Nearby, various office buildings, university departments, generic and soulless institutional spaces insisted on being looked at. Postmodern architecture has begun to dominate White City’s more recognisably modernist structures and the big windows that make up almost every ground floor space felt like the rows of empty tanks that you might find lining the back wall of your local struggling pet store. Goldfish bowls awaiting occupants.

The contrast between this hyper-visibility and the ambient secrecy of more traditionally industrial spaces was stark. Walking through an underpass that passed under the Westway we became fascinated by a series of heavy iron doors, attached to the former Cardboard City, previously ignored by the students who had walked this way on other occasions.

Looking through the cracks, they were shocked not to be welcomed by darkness and the stench of damp urban decay. Behind one door in particular we could glimpse a large grey-painted room with a single desk and computer located at the far end. It was an acutely Ballardian vision. We felt like we had uncovered some deep state operation, hidden in plain sight. The surprise that one of the students experienced was palpable. She responded like Nada in They Live!, donning his sunglasses for the first time and seeing a new world underneath the superficial gleam of the one he otherwise knows.

In the classroom, it was precisely this sort of intersubjective tension I had wanted to explore. Fascinated by the corporous relationship between Clarissa Dalloway and Septimus Smith in Virginia Woolf’s Mrs Dalloway, it was precisely a sense of being a part of (and apart from) “the crowd” — an otherwise collective subject — that I wanted to unearth in the London of today. Whether this was even possible was part of the tension I wanted to explore. How has London faired under the “mandatory individualism” of late capitalism and how has it changed compared to the radical modernism of Virginia Woolf’s urban wanderings?

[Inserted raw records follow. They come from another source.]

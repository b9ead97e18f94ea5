//! Still-capture adapter.
//!
//! Implements the [`Camera`] port by running the Raspberry Pi still-capture
//! utility as a child process and decoding the file it writes:
//!
//! ```text
//! rpicam-still -o capture.jpg -t 1 --width 640 --height 480 --immediate -n
//! ```
//!
//! The child is bounded by a hard deadline and killed if it overruns. The
//! output file is a fixed scratch path inside the capture directory; it is
//! removed before each run so a stale frame can never be classified twice.

use std::fs;
use std::io;
use std::path::{Path, PathBuf};
use std::process::{Child, Command, Stdio};
use std::thread;
use std::time::{Duration, Instant};

use log::{debug, warn};

use crate::app::ports::Camera;
use crate::config::FeederConfig;
use crate::error::CaptureError;
use crate::vision::CapturedFrame;

/// Scratch file name inside the capture directory.
pub const CAPTURE_FILE: &str = "capture.jpg";

/// How often the child is polled while waiting for it to exit.
const WAIT_POLL: Duration = Duration::from_millis(20);

pub struct RpicamCapture {
    program: String,
    dir: PathBuf,
    width: u32,
    height: u32,
    timeout: Duration,
}

impl RpicamCapture {
    pub fn new(program: impl Into<String>, dir: impl Into<PathBuf>) -> Self {
        Self {
            program: program.into(),
            dir: dir.into(),
            width: 640,
            height: 480,
            timeout: Duration::from_secs(5),
        }
    }

    pub fn from_config(config: &FeederConfig) -> Self {
        Self {
            program: config.capture_program.clone(),
            dir: PathBuf::from(&config.capture_dir),
            width: config.capture_width,
            height: config.capture_height,
            timeout: Duration::from_secs(u64::from(config.capture_timeout_secs)),
        }
    }

    pub fn with_timeout(mut self, timeout: Duration) -> Self {
        self.timeout = timeout;
        self
    }

    /// Where the most recent frame is written.
    pub fn output_path(&self) -> PathBuf {
        self.dir.join(CAPTURE_FILE)
    }

    /// Arguments passed to the utility. The output path is relative to the
    /// capture directory, which is the child's working directory.
    pub fn args(&self) -> Vec<String> {
        vec![
            "-o".into(),
            CAPTURE_FILE.into(),
            "-t".into(),
            "1".into(),
            "--width".into(),
            self.width.to_string(),
            "--height".into(),
            self.height.to_string(),
            "--immediate".into(),
            "-n".into(),
        ]
    }

    fn run_tool(&self) -> Result<(), CaptureError> {
        let child = Command::new(&self.program)
            .args(self.args())
            .current_dir(&self.dir)
            .stdin(Stdio::null())
            .stdout(Stdio::null())
            .stderr(Stdio::null())
            .spawn()
            .map_err(|e| {
                warn!("capture: cannot start '{}': {}", self.program, e);
                if e.kind() == io::ErrorKind::NotFound {
                    CaptureError::ToolNotFound
                } else {
                    CaptureError::SpawnFailed
                }
            })?;
        wait_with_deadline(child, self.timeout)
    }
}

impl Camera for RpicamCapture {
    fn capture(&mut self) -> Result<CapturedFrame, CaptureError> {
        fs::create_dir_all(&self.dir).map_err(|e| {
            warn!("capture: cannot create {}: {}", self.dir.display(), e);
            CaptureError::SpawnFailed
        })?;
        let out = self.output_path();
        remove_stale(&out);

        let started = Instant::now();
        self.run_tool()?;
        debug!("capture: {} written in {:?}", out.display(), started.elapsed());

        decode(&out)
    }

    fn reconfigure(&mut self, config: &FeederConfig) {
        *self = Self::from_config(config);
        debug!(
            "capture: now {}x{} via '{}', {:?} limit",
            self.width, self.height, self.program, self.timeout
        );
    }
}

/// Wait for `child` to exit, killing it once `timeout` elapses.
pub fn wait_with_deadline(mut child: Child, timeout: Duration) -> Result<(), CaptureError> {
    let deadline = Instant::now() + timeout;
    loop {
        match child.try_wait() {
            Ok(Some(status)) if status.success() => return Ok(()),
            Ok(Some(status)) => return Err(CaptureError::ExitStatus(status.code())),
            Ok(None) => {}
            Err(e) => {
                warn!("capture: wait failed: {}", e);
                kill(&mut child);
                return Err(CaptureError::SpawnFailed);
            }
        }
        if Instant::now() >= deadline {
            warn!("capture: no result after {:?}, killing", timeout);
            kill(&mut child);
            return Err(CaptureError::Timeout);
        }
        thread::sleep(WAIT_POLL);
    }
}

fn kill(child: &mut Child) {
    let _ = child.kill();
    // Reap so no zombie is left behind.
    let _ = child.wait();
}

fn remove_stale(path: &Path) {
    if let Err(e) = fs::remove_file(path) {
        if e.kind() != io::ErrorKind::NotFound {
            warn!("capture: cannot remove stale {}: {}", path.display(), e);
        }
    }
}

fn decode(path: &Path) -> Result<CapturedFrame, CaptureError> {
    let img = image::open(path).map_err(|e| {
        warn!("capture: cannot decode {}: {}", path.display(), e);
        CaptureError::DecodeFailed
    })?;
    Ok(CapturedFrame::new(img.to_rgb8()))
}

This was a question I had hoped to take three weeks to ponder but our first and only session — although I am sure this question will remain pertinent as we partake in the UCU strikes — nonetheless provided us with strangely telling spectacles, as if the world was already keen to show us the answers.

Descending a flight of stairs into an underpass, below the Westway, for instance, we were greeted with a bizarre mosaic at a pedestrian T-junction. An unnerving parade of school children’s self-portraits watched us, separated by mirrored shards, with even more shards arranged into an oddly didactic message, “It’s good to be me.” Above, a convex mirror reflected our distorted selves back at us. A security measure, no doubt, to be watched paranoiacally by those traversing this space after hours. To the right of this, the black eye of a security cameras blinks silently in our direction. The mural’s message becomes increasingly anxiety-inducing as a message of individual self-worth is enclosed within apparatuses of risk management and crime prevention. The individual must be protected, perhaps most elusively from itself. The multitude much be surveyed, so as not to gain any form of momentum.

Pulled in both directions by sub-street level public art is to feel an unconscious — part your own, part something else’s — suddenly aware of its own innate disorientation. The medium of school children only makes this all the more dystopian. The unruly and desirous id of the Cookie Monster is poised around the corner to tell us the letter of the day. It’s the letter “A” — for alienation.